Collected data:

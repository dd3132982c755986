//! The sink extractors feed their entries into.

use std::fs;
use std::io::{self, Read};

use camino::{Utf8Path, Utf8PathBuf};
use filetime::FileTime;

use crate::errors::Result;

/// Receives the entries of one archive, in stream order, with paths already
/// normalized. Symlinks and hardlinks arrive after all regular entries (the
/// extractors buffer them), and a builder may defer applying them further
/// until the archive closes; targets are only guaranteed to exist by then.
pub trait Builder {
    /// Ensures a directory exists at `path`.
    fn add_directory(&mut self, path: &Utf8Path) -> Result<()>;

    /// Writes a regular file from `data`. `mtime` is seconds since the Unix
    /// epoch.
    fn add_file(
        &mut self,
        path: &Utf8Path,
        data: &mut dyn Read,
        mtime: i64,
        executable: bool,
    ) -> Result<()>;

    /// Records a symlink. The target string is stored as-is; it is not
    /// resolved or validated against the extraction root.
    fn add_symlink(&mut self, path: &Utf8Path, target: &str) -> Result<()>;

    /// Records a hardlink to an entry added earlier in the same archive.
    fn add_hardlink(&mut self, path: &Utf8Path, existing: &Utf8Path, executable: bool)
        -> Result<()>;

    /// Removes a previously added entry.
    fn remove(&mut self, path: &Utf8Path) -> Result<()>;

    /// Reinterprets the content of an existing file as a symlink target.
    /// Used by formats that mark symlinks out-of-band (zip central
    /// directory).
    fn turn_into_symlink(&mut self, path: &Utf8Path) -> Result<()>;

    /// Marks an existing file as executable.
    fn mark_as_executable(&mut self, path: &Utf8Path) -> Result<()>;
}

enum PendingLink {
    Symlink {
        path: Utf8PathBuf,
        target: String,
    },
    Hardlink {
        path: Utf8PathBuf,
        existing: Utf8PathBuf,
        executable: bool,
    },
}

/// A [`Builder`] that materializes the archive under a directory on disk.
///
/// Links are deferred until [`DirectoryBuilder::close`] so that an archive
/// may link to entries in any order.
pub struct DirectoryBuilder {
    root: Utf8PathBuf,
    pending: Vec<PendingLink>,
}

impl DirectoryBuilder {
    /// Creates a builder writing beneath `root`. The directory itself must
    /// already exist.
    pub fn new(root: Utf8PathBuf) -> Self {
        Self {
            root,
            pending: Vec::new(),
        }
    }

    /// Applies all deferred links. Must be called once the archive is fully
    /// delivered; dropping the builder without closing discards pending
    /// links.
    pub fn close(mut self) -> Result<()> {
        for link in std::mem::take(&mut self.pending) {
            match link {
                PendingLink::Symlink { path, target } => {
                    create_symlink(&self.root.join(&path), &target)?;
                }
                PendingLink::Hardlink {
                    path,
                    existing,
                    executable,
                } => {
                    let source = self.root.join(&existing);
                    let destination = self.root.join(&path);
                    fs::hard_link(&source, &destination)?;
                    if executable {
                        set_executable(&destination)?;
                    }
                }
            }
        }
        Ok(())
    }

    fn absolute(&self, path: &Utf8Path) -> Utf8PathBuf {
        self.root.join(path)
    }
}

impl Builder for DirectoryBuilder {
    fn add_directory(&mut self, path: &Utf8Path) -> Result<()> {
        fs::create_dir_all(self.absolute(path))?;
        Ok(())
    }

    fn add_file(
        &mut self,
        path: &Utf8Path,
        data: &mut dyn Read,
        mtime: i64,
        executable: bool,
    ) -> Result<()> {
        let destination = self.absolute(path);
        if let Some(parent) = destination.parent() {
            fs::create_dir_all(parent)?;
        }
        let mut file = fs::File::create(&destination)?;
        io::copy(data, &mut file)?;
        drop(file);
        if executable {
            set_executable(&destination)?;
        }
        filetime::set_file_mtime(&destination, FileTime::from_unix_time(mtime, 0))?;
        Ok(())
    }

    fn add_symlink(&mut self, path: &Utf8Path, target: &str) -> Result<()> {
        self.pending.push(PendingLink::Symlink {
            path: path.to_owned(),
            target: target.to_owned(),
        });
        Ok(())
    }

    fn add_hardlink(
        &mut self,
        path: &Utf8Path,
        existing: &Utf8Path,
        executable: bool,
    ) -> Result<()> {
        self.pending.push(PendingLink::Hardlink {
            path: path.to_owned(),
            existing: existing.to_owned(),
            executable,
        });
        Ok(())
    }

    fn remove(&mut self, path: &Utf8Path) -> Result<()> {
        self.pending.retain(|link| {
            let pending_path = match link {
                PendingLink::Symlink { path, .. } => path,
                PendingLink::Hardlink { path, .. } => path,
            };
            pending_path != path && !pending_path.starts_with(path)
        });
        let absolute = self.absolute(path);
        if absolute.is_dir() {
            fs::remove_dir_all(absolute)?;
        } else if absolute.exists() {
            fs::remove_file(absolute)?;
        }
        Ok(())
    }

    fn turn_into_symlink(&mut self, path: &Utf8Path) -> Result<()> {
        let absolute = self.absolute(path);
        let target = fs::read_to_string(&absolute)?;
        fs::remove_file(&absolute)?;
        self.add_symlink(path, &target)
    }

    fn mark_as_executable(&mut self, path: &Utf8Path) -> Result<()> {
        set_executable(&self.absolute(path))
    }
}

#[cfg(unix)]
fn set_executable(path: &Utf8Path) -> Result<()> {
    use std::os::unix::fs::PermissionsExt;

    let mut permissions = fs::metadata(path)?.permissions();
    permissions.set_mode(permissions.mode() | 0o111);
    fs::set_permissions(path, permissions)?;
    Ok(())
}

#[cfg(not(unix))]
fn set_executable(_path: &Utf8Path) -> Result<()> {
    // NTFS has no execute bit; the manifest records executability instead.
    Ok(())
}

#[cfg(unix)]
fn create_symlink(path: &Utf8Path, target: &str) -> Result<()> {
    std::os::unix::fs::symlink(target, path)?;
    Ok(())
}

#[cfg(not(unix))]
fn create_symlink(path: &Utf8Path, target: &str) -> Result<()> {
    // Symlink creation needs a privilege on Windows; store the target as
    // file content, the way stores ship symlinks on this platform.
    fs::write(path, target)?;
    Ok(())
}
--
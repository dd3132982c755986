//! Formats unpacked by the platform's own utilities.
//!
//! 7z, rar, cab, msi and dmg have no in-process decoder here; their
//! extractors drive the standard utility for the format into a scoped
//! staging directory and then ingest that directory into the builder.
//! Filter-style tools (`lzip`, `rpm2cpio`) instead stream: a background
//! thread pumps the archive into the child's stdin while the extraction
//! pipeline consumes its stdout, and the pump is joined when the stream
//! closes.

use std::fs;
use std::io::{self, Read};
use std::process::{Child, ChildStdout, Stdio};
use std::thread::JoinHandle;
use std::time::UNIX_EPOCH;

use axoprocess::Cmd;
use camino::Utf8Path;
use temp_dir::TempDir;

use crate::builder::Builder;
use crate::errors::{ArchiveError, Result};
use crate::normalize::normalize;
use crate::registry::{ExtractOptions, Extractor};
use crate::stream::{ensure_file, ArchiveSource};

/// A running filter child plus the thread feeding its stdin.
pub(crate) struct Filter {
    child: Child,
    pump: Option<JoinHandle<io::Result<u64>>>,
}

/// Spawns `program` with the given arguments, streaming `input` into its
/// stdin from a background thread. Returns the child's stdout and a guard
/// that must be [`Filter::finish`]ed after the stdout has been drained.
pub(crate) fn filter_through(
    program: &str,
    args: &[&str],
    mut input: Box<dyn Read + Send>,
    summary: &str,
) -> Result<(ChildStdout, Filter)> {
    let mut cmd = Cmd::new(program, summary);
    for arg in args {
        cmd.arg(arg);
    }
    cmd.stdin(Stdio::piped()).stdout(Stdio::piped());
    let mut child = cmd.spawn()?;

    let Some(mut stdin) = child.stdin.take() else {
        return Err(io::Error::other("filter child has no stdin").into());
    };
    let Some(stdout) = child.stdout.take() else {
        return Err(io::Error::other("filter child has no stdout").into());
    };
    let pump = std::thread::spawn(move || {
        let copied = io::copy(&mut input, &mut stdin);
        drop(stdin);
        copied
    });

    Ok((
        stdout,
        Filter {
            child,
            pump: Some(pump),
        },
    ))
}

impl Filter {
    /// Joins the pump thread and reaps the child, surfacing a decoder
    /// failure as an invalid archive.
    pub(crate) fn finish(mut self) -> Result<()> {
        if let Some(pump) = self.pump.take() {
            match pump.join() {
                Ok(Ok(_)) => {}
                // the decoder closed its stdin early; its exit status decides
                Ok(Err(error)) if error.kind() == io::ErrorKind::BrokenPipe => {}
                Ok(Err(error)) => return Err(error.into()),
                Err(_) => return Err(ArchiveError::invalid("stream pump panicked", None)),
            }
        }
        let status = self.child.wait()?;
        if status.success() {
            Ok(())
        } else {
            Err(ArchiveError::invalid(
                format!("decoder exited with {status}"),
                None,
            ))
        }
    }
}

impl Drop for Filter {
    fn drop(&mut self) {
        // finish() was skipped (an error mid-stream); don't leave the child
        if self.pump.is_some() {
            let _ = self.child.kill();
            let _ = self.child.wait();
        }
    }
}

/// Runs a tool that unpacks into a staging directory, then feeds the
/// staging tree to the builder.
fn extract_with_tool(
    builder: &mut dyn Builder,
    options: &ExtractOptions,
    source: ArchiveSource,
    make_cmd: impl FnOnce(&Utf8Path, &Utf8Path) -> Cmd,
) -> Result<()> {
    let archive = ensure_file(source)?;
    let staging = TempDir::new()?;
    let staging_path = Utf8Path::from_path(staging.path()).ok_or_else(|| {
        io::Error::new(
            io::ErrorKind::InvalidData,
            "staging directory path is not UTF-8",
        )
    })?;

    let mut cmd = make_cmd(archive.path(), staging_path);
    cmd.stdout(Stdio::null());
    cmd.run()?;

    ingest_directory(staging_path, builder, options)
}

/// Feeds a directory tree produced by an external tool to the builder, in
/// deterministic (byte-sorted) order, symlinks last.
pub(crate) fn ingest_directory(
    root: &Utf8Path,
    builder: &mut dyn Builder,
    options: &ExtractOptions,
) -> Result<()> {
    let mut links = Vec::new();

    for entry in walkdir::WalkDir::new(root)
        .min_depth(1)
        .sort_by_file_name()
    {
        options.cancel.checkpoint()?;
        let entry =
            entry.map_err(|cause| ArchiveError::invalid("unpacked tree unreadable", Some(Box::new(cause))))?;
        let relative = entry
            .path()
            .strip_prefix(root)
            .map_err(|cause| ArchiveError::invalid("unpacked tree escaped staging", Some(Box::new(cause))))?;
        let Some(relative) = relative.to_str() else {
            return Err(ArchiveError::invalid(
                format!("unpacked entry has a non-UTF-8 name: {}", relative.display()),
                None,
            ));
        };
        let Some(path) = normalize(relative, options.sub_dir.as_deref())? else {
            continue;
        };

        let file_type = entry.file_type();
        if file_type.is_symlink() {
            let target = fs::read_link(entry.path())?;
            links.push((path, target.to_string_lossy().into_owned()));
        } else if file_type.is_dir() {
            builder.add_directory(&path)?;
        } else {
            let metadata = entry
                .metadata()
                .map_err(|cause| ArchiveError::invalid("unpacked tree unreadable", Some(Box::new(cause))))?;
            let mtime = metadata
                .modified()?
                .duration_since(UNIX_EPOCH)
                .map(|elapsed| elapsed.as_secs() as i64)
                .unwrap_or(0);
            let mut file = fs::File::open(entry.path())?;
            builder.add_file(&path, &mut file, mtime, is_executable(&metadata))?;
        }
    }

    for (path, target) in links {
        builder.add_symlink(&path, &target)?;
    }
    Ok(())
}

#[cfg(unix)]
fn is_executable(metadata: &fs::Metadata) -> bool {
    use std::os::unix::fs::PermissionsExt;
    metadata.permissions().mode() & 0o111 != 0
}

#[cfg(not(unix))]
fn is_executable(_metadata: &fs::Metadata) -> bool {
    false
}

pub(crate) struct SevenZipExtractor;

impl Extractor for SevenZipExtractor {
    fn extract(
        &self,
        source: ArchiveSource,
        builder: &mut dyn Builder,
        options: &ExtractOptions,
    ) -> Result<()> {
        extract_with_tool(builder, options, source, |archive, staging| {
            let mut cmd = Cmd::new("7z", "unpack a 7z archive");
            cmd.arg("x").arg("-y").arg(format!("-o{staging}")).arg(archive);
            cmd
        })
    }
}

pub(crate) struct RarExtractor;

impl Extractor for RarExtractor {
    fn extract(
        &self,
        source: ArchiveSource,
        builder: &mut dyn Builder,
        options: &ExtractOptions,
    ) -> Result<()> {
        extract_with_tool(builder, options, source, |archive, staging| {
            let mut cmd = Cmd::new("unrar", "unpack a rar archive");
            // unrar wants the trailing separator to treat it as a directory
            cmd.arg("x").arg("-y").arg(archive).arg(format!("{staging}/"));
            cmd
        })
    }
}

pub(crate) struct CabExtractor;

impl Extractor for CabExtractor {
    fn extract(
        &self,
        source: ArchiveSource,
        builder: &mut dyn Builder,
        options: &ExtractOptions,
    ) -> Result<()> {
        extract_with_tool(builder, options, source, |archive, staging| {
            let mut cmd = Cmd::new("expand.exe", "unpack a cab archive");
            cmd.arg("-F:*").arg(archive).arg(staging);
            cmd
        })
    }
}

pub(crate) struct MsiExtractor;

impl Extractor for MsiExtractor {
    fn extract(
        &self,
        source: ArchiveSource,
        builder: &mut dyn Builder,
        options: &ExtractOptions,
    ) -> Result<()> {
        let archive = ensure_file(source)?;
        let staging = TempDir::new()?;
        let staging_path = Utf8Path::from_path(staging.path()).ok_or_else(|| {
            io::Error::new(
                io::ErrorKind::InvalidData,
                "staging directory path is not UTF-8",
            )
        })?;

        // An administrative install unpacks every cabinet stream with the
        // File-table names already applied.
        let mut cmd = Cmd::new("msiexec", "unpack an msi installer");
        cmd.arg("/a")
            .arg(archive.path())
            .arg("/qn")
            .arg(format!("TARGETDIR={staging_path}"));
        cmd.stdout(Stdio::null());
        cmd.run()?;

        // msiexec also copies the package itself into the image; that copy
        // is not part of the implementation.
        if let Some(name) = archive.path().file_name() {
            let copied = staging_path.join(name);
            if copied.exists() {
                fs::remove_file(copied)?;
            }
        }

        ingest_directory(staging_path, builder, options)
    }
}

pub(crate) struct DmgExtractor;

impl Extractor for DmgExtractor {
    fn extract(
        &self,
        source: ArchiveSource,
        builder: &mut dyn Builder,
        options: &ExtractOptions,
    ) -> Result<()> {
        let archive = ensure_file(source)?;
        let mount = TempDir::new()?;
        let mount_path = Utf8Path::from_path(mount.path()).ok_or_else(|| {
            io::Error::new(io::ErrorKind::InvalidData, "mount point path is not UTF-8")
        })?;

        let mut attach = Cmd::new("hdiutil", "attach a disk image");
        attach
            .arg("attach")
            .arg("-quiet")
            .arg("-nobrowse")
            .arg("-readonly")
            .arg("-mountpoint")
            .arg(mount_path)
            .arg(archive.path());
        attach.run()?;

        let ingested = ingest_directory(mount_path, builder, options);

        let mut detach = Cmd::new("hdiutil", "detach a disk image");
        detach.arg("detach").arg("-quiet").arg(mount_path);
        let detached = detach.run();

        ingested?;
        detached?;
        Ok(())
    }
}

> _Exercise aim_: For each line of the data that includes the word "filetime", return a copy of it.

> _Response to this exercise_:
use filetime::FileTime;
        filetime::set_file_mtime(&destination, FileTime::from_unix_time(mtime, 0))?;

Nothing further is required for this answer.